_WHAT TO WORK ON_
Go through the listing below and show each line that has the word "Decimal".

_SOURCE RECORDS_
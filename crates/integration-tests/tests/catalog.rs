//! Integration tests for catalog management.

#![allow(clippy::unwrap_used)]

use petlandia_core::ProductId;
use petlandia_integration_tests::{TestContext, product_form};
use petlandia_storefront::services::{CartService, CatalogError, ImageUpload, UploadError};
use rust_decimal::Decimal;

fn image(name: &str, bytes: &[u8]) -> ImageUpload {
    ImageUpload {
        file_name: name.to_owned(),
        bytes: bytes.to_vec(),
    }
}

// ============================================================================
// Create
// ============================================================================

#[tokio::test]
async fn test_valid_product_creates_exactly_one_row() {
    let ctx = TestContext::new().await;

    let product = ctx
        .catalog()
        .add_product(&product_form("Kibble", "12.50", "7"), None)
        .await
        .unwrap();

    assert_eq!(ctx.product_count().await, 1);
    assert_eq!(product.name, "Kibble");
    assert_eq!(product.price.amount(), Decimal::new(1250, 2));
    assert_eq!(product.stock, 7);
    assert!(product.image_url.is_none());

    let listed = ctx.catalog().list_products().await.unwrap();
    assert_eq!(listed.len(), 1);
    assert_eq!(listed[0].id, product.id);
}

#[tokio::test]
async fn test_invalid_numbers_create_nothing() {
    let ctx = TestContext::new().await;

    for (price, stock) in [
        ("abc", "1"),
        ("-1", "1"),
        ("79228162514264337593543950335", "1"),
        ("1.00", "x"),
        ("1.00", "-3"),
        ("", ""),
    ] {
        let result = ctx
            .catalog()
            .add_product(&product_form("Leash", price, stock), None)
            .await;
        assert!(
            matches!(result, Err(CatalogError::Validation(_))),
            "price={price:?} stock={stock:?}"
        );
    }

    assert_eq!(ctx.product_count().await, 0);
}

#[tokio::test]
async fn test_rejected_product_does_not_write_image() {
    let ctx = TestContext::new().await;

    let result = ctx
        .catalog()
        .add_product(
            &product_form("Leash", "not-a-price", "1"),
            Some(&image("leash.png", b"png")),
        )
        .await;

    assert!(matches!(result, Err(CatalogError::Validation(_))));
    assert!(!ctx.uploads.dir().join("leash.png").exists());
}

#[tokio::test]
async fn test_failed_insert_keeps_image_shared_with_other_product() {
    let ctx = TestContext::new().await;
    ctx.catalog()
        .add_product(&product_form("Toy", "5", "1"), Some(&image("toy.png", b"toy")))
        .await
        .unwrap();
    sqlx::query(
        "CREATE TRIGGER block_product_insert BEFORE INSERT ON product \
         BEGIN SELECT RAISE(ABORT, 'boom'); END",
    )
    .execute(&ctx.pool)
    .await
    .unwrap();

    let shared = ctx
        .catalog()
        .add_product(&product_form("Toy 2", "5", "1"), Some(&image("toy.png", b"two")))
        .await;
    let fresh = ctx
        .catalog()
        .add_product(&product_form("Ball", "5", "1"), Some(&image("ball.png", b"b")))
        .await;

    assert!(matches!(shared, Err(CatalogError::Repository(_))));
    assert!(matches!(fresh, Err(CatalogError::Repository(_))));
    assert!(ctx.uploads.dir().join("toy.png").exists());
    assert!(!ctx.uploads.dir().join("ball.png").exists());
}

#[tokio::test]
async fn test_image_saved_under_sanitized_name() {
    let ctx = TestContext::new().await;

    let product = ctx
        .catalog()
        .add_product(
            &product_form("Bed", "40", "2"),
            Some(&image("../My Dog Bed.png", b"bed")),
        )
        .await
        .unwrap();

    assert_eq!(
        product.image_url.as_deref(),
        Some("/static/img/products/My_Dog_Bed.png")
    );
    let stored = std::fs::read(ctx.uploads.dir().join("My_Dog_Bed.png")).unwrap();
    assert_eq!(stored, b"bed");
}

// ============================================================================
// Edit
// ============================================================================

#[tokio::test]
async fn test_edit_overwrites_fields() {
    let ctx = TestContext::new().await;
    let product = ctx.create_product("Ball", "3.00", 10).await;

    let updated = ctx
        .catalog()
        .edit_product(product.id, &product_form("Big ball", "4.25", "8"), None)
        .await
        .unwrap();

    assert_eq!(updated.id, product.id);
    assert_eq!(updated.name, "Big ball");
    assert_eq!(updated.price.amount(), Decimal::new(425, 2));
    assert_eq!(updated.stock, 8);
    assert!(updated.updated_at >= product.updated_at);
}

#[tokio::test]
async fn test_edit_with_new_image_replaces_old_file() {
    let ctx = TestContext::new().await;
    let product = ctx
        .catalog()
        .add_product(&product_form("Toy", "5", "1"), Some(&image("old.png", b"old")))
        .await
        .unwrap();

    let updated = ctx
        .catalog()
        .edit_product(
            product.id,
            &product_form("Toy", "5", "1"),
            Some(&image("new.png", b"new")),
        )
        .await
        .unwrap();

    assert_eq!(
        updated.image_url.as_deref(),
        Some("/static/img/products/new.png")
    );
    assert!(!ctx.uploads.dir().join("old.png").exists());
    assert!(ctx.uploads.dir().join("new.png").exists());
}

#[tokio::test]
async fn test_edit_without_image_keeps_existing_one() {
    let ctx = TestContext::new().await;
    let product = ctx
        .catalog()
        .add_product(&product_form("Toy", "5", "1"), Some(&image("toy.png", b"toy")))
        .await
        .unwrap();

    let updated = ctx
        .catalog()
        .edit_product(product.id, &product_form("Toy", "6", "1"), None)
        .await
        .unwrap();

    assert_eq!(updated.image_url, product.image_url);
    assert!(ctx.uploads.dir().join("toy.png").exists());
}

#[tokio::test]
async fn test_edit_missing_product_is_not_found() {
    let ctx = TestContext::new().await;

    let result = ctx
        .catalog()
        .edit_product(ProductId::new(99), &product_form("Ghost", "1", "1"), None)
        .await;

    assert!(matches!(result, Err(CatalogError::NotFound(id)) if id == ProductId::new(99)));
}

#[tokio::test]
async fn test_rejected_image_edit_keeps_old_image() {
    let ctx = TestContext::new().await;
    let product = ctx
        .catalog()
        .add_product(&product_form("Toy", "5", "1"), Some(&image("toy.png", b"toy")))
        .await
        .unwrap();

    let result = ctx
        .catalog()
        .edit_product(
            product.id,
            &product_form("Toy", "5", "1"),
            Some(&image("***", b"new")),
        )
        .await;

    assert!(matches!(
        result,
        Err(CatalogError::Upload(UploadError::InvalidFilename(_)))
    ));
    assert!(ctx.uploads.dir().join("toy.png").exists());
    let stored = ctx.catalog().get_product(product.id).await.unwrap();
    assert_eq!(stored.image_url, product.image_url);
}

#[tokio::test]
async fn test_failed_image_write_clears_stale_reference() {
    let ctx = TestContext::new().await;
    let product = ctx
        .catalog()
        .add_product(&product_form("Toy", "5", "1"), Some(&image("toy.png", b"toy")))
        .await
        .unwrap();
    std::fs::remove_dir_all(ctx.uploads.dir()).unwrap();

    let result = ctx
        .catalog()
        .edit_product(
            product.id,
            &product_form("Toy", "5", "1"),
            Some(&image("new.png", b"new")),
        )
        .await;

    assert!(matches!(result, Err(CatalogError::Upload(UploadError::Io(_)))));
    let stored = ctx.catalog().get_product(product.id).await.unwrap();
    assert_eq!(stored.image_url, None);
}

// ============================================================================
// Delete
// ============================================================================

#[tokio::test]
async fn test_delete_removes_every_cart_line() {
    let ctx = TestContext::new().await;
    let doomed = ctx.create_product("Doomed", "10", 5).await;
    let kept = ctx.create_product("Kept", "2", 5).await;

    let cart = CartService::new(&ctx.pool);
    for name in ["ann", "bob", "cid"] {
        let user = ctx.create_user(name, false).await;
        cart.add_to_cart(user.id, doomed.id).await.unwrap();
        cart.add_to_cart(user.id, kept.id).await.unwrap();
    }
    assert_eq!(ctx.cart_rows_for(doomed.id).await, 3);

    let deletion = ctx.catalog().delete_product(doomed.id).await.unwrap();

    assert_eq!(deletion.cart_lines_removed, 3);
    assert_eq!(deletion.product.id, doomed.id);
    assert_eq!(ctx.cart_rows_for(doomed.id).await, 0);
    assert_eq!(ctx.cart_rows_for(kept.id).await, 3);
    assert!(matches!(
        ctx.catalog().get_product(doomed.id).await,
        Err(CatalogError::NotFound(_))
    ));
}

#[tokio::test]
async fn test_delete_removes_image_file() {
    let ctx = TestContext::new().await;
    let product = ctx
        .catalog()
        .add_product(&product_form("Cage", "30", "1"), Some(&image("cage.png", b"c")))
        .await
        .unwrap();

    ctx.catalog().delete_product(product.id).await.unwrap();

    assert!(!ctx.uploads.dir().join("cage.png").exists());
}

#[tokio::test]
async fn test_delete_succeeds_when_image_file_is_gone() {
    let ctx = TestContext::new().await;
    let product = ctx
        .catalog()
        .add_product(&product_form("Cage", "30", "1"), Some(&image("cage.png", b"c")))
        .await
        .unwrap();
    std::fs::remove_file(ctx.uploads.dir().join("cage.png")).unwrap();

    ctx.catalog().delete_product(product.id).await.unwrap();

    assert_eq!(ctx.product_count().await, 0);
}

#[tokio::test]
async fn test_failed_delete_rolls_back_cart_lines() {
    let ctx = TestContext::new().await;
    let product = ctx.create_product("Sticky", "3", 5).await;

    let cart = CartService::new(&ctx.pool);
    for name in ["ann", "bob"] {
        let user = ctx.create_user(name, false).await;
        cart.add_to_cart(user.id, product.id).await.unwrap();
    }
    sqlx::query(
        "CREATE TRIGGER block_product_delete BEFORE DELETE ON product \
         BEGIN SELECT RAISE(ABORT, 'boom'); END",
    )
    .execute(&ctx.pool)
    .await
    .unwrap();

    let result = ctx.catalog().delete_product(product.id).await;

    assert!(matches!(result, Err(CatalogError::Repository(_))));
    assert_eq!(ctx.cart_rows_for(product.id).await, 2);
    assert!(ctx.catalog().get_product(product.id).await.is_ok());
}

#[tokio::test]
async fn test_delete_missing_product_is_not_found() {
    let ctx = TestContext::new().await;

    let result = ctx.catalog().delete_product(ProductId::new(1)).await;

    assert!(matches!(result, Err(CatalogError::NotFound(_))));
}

_REPLY TO THE TASK_
use rust_decimal::Decimal;
    assert_eq!(product.price.amount(), Decimal::new(1250, 2));
    assert_eq!(updated.price.amount(), Decimal::new(425, 2));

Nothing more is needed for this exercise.